* Task item: Give again the entries below exactly, beginning at the first line and ending at the line with "hooks, connect the".

[Entries supplied — start]

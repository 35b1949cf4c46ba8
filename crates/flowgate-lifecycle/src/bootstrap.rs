//! Service bootstrap.
//!
//! [`Bootstrap`] ties the pieces together: run startup hooks, connect the
//! stores, start the server, then wait for a shutdown signal and stop
//! everything in order.

use flowgate_config::FlowgateConfig;
use flowgate_telemetry::logging::{create_env_filter, init_logging as init_subscriber};
use futures_util::future::try_join_all;

use crate::components::{Components, DataStore, StoreSettings};
use crate::error::{LifecycleError, LifecycleResult};
use crate::graceful::{GracefulShutdown, ShutdownOutcome};
use crate::lifecycle::Lifecycle;
use crate::shutdown::ShutdownSignal;

/// Boots a service and shuts it down on signal.
///
/// # Example
///
/// ```rust,ignore
/// let bootstrap = Bootstrap::new(config)
///     .components(Components::new().with_server(server))
///     .lifecycle(Lifecycle::new().on_startup(|_| async { Ok(()) }));
///
/// let outcome = bootstrap.run().await?;
/// std::process::exit(outcome.exit_code());
/// ```
#[must_use]
#[derive(Debug, Clone)]
pub struct Bootstrap {
    config: FlowgateConfig,
    lifecycle: Lifecycle,
    components: Components,
}

impl Bootstrap {
    /// Creates a bootstrap with no hooks and no components.
    pub fn new(config: FlowgateConfig) -> Self {
        Self {
            config,
            lifecycle: Lifecycle::new(),
            components: Components::new(),
        }
    }

    /// Sets the lifecycle hooks.
    pub fn lifecycle(mut self, lifecycle: Lifecycle) -> Self {
        self.lifecycle = lifecycle;
        self
    }

    /// Sets the components.
    pub fn components(mut self, components: Components) -> Self {
        self.components = components;
        self
    }

    /// Returns the configuration.
    pub fn config(&self) -> &FlowgateConfig {
        &self.config
    }

    /// Returns the shutdown sequence for the registered components.
    pub fn graceful_shutdown(&self) -> GracefulShutdown {
        GracefulShutdown::new(&self.config, self.components.clone())
    }

    /// Installs the global subscriber described by the `logging` section.
    ///
    /// The level is always checked. An already installed subscriber is kept.
    pub fn init_logging(&self) -> LifecycleResult {
        let log_config = self.config.logging.to_log_config();
        if !log_config.enabled {
            return Ok(());
        }
        create_env_filter(&log_config.level)
            .map_err(|e| LifecycleError::component("logging", "initialize", e))?;

        if tracing::dispatcher::has_been_set() {
            tracing::debug!("global subscriber already installed");
            return Ok(());
        }
        init_subscriber(&log_config)
            .map_err(|e| LifecycleError::component("logging", "initialize", e))
    }

    /// Runs startup hooks, connects the stores and starts the server.
    ///
    /// Each store receives its configuration section. Stores connect
    /// concurrently; the first failure is returned.
    pub async fn start(&self) -> LifecycleResult {
        self.lifecycle.run_startup(&self.config).await?;

        let relational = self.components.relational_store.iter().map(|store| {
            connect(
                store.as_ref(),
                StoreSettings::Relational(&self.config.relational_store),
            )
        });
        let document = self.components.document_store.iter().map(|store| {
            connect(
                store.as_ref(),
                StoreSettings::Document(&self.config.document_store),
            )
        });
        try_join_all(relational.chain(document)).await?;

        if self.config.server.enabled {
            if let Some(server) = &self.components.server {
                let addr = self.config.server.http_addr.as_str();
                server.start(addr).await.map_err(|e| {
                    tracing::error!(addr, error = %e, "server failed to start");
                    LifecycleError::component("server", "start", e)
                })?;
                tracing::info!(addr, "server is running");
            }
        }

        Ok(())
    }

    /// Waits for `signal`, then runs the shutdown sequence and shutdown hooks.
    ///
    /// Shutdown hooks run even when a component fails to stop. The component
    /// error takes precedence over hook failures.
    pub async fn run_until_shutdown(
        &self,
        signal: ShutdownSignal,
    ) -> LifecycleResult<ShutdownOutcome> {
        signal.recv().await;

        let outcome = self.graceful_shutdown().run().await;
        let hooks = self.lifecycle.run_shutdown(&self.config).await;
        let outcome = outcome?;
        hooks?;
        Ok(outcome)
    }

    /// Initializes logging, starts the service and runs until SIGTERM or
    /// SIGINT.
    pub async fn run(&self) -> LifecycleResult<ShutdownOutcome> {
        self.init_logging()?;
        self.start().await?;
        self.run_until_shutdown(ShutdownSignal::with_os_signals()).await
    }
}

async fn connect(store: &dyn DataStore, settings: StoreSettings<'_>) -> LifecycleResult {
    let name = store.name();
    store.connect(settings).await.map_err(|e| {
        tracing::error!(store = name, error = %e, "failed to connect");
        LifecycleError::component(name, "connect", e)
    })?;
    tracing::info!(store = name, "connected");
    Ok(())
}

[Entries supplied — finish]

* The completed task:
repository 35b1949cf4c46ba8
filename crates/flowgate-lifecycle/src/bootstrap.rs
//! Service bootstrap.
//!
//! [`Bootstrap`] ties the pieces together: run startup hooks, connect the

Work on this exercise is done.